**Task prompt**:
Find the line in the entries below that contains "async fn central_authority_can_force_logout()". Repeat it exactly, and every line after it through the line that contains "let actions = app.audit_actions(3).await;".

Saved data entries
· · · · ·
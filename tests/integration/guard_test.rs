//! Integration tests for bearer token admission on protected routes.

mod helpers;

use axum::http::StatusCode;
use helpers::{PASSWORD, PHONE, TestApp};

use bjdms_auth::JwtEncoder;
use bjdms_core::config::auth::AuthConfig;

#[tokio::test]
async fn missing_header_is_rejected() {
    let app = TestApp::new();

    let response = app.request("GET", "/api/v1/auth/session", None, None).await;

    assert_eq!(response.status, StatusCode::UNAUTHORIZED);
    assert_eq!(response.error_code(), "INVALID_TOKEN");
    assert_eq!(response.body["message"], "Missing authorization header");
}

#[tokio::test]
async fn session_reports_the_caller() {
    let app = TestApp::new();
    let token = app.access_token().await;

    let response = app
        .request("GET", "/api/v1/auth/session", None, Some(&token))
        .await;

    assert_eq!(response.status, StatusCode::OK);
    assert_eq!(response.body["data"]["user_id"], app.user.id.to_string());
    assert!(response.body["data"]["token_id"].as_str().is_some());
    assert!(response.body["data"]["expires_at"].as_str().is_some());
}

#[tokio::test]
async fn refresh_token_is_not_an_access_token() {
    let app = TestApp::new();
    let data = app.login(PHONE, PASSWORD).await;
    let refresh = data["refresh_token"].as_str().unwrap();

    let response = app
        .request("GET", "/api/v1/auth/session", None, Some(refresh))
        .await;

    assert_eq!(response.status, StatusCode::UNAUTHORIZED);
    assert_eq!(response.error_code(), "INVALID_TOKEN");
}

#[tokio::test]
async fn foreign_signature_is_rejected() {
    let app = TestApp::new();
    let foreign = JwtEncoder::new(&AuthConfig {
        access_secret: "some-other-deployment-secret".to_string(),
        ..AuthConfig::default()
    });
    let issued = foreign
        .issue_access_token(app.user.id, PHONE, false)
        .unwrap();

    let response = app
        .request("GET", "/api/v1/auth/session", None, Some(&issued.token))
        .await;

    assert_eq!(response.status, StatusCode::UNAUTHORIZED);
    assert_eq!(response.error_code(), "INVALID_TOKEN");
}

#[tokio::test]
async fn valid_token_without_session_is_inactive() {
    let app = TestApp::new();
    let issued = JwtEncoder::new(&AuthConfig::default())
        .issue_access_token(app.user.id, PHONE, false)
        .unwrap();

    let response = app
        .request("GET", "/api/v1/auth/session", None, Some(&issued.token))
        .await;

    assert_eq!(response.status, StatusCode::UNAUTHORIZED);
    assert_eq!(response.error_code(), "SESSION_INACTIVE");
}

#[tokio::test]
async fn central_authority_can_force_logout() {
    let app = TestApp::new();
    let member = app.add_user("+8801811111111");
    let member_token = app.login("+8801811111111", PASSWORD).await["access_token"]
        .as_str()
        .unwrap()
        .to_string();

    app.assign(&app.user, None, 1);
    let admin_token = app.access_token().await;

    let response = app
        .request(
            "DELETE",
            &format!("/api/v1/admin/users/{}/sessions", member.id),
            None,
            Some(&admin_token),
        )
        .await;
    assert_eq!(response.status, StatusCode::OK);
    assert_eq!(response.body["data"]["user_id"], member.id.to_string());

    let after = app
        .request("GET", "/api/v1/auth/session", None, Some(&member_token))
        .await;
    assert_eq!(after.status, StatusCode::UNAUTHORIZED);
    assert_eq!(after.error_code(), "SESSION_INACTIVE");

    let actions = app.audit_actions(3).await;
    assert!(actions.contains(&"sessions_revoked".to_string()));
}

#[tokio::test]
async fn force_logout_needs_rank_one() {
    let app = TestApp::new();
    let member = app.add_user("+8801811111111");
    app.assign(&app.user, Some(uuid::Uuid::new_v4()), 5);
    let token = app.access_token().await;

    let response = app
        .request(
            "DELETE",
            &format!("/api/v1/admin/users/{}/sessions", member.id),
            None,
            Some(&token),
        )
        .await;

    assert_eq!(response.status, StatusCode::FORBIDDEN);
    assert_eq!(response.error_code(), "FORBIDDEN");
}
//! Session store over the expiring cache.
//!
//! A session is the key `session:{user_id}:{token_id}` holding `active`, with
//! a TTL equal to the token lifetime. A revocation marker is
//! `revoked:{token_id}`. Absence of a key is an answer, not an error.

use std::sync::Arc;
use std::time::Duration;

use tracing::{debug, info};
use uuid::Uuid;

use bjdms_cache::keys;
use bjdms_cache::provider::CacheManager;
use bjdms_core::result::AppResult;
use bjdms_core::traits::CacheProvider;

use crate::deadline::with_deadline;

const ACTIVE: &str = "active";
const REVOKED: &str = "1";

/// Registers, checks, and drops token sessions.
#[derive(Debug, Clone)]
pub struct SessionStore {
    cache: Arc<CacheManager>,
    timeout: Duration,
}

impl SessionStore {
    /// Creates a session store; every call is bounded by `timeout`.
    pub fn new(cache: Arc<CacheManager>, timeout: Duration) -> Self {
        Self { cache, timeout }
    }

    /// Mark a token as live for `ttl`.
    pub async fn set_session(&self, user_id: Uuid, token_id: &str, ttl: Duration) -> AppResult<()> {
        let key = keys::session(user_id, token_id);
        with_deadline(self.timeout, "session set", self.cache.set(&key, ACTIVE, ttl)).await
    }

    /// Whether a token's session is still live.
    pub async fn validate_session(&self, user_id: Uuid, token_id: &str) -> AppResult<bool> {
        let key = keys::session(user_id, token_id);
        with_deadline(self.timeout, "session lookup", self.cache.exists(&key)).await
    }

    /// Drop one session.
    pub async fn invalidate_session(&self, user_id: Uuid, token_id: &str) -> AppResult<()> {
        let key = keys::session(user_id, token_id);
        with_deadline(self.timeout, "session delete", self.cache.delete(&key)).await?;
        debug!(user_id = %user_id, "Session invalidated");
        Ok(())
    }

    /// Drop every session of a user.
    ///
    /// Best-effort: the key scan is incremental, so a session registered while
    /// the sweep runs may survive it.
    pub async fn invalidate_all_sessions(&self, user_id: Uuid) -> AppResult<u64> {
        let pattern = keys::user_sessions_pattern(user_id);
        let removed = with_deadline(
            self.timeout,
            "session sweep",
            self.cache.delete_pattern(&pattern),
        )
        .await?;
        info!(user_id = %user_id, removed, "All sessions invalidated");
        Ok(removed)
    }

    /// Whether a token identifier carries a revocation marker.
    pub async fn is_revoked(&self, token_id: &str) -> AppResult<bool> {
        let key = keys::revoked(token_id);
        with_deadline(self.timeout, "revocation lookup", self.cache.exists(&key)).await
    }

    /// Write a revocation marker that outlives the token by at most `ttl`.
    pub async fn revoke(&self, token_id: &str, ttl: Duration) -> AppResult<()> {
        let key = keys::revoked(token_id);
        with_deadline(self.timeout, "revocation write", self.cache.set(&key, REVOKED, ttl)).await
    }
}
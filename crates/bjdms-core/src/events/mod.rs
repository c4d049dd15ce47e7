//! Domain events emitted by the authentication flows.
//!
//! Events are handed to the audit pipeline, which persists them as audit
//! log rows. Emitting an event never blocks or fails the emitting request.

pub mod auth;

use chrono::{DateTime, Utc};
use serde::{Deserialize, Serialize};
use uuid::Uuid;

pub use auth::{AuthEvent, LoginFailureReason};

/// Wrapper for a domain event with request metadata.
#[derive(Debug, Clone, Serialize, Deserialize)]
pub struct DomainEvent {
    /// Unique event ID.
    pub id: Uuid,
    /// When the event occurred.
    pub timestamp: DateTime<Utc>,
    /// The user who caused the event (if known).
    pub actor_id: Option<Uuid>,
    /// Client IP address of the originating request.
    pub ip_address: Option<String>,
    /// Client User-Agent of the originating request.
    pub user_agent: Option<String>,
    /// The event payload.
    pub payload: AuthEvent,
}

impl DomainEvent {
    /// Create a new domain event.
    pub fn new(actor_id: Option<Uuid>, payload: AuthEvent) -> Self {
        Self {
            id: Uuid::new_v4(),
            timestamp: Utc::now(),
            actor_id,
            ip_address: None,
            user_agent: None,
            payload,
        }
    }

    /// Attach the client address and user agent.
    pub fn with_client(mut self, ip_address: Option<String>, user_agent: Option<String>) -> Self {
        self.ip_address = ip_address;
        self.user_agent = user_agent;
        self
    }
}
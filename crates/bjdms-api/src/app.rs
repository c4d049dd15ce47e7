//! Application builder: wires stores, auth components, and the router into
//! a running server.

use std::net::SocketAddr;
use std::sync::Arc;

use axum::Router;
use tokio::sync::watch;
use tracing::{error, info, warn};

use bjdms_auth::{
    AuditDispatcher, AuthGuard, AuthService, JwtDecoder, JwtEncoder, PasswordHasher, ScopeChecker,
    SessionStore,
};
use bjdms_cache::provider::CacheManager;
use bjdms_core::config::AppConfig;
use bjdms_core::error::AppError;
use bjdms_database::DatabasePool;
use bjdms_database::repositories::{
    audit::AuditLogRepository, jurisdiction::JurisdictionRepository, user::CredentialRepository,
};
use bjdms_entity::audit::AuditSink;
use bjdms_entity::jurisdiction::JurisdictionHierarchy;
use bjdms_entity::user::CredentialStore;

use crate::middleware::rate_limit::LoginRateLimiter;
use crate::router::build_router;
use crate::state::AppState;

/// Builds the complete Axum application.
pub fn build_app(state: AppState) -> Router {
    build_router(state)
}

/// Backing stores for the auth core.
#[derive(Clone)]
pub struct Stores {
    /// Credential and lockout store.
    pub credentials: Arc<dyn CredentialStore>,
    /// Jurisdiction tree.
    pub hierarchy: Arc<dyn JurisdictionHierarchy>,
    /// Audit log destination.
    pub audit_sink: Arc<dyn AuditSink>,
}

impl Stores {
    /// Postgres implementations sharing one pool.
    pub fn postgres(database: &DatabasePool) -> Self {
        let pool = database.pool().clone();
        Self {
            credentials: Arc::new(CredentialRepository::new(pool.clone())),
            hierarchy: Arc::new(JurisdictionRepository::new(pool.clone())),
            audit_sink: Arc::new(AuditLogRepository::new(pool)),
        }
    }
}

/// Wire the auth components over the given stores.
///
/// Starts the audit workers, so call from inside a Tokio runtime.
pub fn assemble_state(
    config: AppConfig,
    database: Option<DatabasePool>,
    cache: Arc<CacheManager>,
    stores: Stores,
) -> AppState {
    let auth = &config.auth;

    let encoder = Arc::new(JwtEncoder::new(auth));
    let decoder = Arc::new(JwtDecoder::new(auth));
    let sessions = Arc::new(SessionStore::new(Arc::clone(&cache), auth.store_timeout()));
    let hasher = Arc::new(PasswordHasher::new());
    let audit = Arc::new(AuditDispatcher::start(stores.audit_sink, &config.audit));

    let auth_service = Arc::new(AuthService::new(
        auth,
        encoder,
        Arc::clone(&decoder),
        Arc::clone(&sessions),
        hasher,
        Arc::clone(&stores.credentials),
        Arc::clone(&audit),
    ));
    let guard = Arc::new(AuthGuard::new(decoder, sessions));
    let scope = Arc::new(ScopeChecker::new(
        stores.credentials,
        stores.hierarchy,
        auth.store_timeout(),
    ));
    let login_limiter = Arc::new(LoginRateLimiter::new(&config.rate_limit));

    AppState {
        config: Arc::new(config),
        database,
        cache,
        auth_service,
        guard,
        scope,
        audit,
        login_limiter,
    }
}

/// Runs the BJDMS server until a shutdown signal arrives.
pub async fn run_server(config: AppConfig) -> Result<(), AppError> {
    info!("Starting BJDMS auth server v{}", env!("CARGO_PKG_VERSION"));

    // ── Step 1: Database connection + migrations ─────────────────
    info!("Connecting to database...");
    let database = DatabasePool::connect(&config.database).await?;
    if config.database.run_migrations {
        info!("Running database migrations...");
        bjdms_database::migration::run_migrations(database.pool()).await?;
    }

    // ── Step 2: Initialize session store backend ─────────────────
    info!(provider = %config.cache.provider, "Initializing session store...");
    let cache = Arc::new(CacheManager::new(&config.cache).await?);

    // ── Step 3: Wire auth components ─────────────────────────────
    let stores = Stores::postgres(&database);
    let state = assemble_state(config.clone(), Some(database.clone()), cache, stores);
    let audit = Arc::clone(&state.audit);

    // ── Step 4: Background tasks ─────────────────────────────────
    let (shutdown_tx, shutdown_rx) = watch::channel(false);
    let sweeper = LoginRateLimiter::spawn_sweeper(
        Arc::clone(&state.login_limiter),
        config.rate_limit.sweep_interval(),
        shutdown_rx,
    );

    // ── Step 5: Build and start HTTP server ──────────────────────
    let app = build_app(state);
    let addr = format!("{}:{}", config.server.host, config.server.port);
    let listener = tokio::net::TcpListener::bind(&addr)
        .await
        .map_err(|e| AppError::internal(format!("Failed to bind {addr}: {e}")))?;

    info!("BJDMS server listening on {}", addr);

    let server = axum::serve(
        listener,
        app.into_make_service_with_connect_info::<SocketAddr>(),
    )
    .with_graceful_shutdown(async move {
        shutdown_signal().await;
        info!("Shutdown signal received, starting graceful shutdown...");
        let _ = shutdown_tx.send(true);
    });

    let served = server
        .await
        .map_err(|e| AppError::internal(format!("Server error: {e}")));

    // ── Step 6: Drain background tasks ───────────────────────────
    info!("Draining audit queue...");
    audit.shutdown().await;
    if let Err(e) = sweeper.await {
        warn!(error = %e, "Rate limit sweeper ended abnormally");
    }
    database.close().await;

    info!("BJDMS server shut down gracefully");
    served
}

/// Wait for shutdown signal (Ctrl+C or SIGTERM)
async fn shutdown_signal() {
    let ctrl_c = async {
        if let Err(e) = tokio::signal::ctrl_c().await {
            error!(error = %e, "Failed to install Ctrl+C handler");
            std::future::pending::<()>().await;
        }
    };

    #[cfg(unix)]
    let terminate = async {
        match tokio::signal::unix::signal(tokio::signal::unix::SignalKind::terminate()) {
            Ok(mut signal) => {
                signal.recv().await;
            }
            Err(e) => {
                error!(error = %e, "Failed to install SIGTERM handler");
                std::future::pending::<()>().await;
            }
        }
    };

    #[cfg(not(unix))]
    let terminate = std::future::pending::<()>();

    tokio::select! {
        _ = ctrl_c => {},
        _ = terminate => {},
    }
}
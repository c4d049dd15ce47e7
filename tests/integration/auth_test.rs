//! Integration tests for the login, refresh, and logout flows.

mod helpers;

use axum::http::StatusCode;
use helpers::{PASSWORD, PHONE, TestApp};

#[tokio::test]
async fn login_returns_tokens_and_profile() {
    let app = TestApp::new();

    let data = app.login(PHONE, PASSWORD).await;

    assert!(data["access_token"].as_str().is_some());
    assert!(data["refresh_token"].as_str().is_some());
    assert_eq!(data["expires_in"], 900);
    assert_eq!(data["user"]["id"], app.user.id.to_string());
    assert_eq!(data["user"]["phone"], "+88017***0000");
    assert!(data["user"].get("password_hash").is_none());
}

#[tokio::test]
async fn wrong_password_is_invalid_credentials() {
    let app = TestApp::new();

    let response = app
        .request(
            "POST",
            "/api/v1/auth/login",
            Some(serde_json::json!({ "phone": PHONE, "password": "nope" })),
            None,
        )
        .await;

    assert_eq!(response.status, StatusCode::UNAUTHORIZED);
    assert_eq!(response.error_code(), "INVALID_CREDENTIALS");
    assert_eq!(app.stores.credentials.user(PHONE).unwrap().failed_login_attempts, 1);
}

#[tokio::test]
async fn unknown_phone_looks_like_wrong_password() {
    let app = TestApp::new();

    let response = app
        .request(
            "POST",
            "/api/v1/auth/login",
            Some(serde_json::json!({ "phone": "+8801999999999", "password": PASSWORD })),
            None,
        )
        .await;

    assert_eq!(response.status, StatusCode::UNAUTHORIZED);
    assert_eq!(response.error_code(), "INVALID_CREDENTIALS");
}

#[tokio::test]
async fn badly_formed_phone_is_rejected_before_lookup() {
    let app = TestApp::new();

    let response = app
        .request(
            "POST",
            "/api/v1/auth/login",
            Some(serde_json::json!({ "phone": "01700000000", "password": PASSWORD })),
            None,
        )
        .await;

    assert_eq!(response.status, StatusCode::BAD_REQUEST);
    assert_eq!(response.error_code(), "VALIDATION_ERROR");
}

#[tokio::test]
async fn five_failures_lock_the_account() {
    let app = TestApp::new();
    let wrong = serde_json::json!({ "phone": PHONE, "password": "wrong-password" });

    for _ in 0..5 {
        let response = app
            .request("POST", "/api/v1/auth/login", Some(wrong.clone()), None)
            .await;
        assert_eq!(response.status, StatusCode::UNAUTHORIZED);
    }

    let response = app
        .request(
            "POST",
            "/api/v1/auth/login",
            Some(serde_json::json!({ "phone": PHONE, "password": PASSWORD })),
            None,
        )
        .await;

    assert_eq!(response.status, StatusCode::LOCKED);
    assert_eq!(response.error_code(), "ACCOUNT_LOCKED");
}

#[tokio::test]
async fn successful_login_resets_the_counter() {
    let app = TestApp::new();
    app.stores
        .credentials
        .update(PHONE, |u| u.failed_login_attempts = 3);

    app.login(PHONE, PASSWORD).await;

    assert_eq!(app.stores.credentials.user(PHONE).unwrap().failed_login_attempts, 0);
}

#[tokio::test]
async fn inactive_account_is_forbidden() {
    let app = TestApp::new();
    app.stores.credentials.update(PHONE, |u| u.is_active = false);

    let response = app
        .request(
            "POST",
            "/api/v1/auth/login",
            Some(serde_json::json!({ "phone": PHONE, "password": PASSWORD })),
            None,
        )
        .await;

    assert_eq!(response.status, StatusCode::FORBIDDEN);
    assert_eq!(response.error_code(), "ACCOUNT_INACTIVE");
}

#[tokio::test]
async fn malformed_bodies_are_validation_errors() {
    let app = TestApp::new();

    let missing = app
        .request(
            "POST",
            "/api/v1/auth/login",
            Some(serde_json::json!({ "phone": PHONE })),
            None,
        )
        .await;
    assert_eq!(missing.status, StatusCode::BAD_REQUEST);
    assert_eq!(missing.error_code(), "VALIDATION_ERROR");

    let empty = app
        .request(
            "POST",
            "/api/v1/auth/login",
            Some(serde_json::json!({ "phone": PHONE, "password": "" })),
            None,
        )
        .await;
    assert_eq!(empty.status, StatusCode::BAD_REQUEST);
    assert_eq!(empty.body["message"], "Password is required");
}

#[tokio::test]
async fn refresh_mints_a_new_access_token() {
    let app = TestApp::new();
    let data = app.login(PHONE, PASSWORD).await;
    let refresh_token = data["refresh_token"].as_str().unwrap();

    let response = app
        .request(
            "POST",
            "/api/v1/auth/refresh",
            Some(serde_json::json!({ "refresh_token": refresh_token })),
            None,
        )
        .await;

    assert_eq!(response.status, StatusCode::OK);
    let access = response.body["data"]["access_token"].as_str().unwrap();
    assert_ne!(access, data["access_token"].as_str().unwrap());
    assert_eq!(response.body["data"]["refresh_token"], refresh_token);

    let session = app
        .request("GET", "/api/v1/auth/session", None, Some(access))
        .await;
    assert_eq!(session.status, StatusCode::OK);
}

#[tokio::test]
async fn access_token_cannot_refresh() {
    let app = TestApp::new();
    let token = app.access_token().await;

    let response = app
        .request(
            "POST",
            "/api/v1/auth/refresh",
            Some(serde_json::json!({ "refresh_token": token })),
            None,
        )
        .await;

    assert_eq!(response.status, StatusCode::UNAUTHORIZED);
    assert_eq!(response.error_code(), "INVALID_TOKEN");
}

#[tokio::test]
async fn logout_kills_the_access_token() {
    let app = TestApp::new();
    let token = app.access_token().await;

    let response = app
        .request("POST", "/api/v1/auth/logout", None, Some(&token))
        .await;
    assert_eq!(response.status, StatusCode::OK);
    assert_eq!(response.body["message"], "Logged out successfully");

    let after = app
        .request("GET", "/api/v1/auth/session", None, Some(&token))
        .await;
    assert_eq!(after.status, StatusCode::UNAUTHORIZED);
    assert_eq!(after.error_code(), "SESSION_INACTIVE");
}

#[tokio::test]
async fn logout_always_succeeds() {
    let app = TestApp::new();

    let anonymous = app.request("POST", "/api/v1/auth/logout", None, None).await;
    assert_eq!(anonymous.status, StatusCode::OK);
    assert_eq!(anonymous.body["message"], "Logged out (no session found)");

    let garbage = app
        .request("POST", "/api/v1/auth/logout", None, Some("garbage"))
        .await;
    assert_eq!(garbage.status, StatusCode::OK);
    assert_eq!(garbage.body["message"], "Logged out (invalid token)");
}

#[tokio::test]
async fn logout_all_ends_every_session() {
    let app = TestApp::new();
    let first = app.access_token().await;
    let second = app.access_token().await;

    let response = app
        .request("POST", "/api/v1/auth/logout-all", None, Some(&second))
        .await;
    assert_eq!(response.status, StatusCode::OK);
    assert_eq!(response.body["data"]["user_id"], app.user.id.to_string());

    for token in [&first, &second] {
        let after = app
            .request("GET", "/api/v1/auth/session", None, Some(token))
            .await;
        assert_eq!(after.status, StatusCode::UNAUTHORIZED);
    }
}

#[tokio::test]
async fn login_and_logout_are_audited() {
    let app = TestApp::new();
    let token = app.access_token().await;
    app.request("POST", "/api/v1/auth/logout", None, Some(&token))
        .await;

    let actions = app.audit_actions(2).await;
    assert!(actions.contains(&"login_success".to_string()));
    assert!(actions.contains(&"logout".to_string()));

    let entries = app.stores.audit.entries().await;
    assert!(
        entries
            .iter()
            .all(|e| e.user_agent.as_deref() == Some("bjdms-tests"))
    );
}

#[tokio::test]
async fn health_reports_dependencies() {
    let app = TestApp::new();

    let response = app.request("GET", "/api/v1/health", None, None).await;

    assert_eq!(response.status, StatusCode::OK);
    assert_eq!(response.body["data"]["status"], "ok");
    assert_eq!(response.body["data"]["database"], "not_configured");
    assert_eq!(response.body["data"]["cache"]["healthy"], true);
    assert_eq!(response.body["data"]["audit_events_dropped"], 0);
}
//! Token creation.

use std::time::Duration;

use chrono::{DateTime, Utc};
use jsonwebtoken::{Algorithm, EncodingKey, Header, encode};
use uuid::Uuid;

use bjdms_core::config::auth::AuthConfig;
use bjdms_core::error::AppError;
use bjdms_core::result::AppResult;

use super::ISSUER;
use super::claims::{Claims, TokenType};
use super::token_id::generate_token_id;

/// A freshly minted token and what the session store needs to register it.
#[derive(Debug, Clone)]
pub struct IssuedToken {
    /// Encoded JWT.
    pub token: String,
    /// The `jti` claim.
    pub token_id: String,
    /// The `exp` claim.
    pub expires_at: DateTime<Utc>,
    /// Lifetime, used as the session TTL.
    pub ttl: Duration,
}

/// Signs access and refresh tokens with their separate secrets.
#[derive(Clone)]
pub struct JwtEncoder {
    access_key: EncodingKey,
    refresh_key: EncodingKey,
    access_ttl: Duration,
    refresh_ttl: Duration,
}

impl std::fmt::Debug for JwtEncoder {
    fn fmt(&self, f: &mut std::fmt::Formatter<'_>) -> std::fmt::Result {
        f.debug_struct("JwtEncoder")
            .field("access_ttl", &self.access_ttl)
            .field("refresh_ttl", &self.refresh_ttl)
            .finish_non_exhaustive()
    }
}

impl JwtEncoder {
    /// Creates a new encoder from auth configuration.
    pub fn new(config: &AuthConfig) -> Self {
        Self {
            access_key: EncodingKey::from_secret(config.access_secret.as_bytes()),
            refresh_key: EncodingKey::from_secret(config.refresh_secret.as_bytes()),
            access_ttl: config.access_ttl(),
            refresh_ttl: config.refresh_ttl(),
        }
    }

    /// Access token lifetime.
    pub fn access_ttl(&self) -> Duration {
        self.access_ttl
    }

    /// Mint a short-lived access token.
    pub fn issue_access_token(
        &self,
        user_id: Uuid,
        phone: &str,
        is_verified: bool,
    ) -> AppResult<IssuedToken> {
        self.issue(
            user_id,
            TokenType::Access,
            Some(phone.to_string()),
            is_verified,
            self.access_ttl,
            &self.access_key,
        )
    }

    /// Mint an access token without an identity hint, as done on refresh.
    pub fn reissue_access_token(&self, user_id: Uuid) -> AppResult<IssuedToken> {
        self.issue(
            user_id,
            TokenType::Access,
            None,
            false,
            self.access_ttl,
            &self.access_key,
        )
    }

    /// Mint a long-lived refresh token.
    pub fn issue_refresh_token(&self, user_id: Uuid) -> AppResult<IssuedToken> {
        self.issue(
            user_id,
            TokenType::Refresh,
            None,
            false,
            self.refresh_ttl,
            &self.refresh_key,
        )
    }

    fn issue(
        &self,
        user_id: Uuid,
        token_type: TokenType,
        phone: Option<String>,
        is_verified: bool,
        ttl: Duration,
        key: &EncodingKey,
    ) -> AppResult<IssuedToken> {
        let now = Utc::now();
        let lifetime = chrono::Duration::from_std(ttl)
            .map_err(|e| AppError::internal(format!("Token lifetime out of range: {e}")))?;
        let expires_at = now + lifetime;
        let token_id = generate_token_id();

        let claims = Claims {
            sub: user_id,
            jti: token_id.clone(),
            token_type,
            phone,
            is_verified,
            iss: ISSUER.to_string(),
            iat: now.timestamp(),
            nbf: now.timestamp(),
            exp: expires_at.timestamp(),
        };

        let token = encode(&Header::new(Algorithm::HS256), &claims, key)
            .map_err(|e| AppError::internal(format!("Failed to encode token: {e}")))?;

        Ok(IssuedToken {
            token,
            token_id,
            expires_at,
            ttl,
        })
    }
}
· · · · ·
**Written reply**:
async fn central_authority_can_force_logout() {
    let app = TestApp::new();
    let member = app.add_user("+8801811111111");
    let member_token = app.login("+8801811111111", PASSWORD).await["access_token"]
        .as_str()
        .unwrap()
        .to_string();

    app.assign(&app.user, None, 1);
    let admin_token = app.access_token().await;

    let response = app
        .request(
            "DELETE",
            &format!("/api/v1/admin/users/{}/sessions", member.id),
            None,
            Some(&admin_token),
        )
        .await;
    assert_eq!(response.status, StatusCode::OK);
    assert_eq!(response.body["data"]["user_id"], member.id.to_string());

    let after = app
        .request("GET", "/api/v1/auth/session", None, Some(&member_token))
        .await;
    assert_eq!(after.status, StatusCode::UNAUTHORIZED);
    assert_eq!(after.error_code(), "SESSION_INACTIVE");

    let actions = app.audit_actions(3).await;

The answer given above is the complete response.